━━━ Input ━━━
//! Document assembly: wrap a body in the fixed XeLaTeX preamble and write
//! the durable per-slide artifacts.
//!
//! The preamble is deliberately static: a known-good package set for notes
//! that mix prose, mathematics, units, and chemical notation. The oracle only
//! ever produces the body, so a compile failure is always attributable to the
//! body text, never to preamble drift between slides.
//!
//! Two files are written per slide under the per-theme directory, keyed by
//! index: `document_<index>.tex` (the full compilable document) and
//! `document_<index>.txt` (the bare body, convenient for diffing runs and for
//! re-formatting without re-querying the oracle).

use crate::error::NotesError;
use crate::pipeline::postprocess;
use std::path::{Path, PathBuf};
use tracing::debug;

/// Fixed XeLaTeX preamble. `{title}` is substituted before writing.
const PREAMBLE: &str = r"\documentclass[12pt]{article}

% Fonts (XeTeX)
\usepackage{lmodern}
\usepackage{fontspec}

% Mathematics
\usepackage{amsmath}
\usepackage{amssymb}
\usepackage{amsfonts}
\usepackage{mathtools}
\usepackage{bm}
\usepackage{physics}
\usepackage{cancel}
\usepackage{braket}
\usepackage{xfrac}

% Chemical notation
\usepackage{chemformula}
\usepackage[version=4]{mhchem}

% Units and scientific notation
\usepackage{siunitx}
\AtBeginDocument{\RenewCommandCopy\qty\SI}

% Greek letters and general symbols
\usepackage{upgreek}
\usepackage{textgreek}
\usepackage{gensymb}

% Typography
\usepackage{xspace}
\usepackage{microtype}

% Unicode characters in math, STIX Two faces
\usepackage{unicode-math}
\setmainfont{STIX Two Text}
\setmathfont{STIX Two Math}
";

/// Build the full compilable document for one slide.
///
/// `body` is the cleaned `\begin{document}` … `\end{document}` window from
/// [`postprocess::clean_latex`]; the preamble and title block go in front of
/// it. The theme is escaped for the title position since it is free text.
pub fn latex_document(body: &str, index: usize, theme: &str) -> String {
    let title = format!(
        "Summary and Explanation of Slide {} on {}",
        index,
        postprocess::escape_stray_reserved(theme)
    );
    format!(
        "{PREAMBLE}\n\\title{{{title}}}\n\\author{{}}\n\\date{{}}\n\n{body}"
    )
}

/// File stem for a slide's artifacts: `document_<index>`.
pub fn document_stem(index: usize) -> String {
    format!("document_{index}")
}

/// Write `document_<index>.tex` and `document_<index>.txt` under `theme_dir`.
///
/// Returns the `.tex` and `.txt` paths. The directory is created if needed;
/// existing files from a previous run are overwritten.
pub async fn write_documents(
    theme_dir: &Path,
    index: usize,
    theme: &str,
    body: &str,
) -> Result<(PathBuf, PathBuf), NotesError> {
    tokio::fs::create_dir_all(theme_dir)
        .await
        .map_err(|e| NotesError::OutputWriteFailed {
            path: theme_dir.to_path_buf(),
            source: e,
        })?;

    let stem = document_stem(index);
    let tex_path = theme_dir.join(format!("{stem}.tex"));
    let txt_path = theme_dir.join(format!("{stem}.txt"));

    let document = latex_document(body, index, theme);
    tokio::fs::write(&tex_path, document)
        .await
        .map_err(|e| NotesError::OutputWriteFailed {
            path: tex_path.clone(),
            source: e,
        })?;

    tokio::fs::write(&txt_path, body)
        .await
        .map_err(|e| NotesError::OutputWriteFailed {
            path: txt_path.clone(),
            source: e,
        })?;

    debug!("Wrote {} and {}", tex_path.display(), txt_path.display());
    Ok((tex_path, txt_path))
}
━━━
• **Exercise brief**
Working through the records, find each line containing the word "notation" and copy it.

• **Exercise output**
//! that mix prose, mathematics, units, and chemical notation. The oracle only
% Chemical notation
% Units and scientific notation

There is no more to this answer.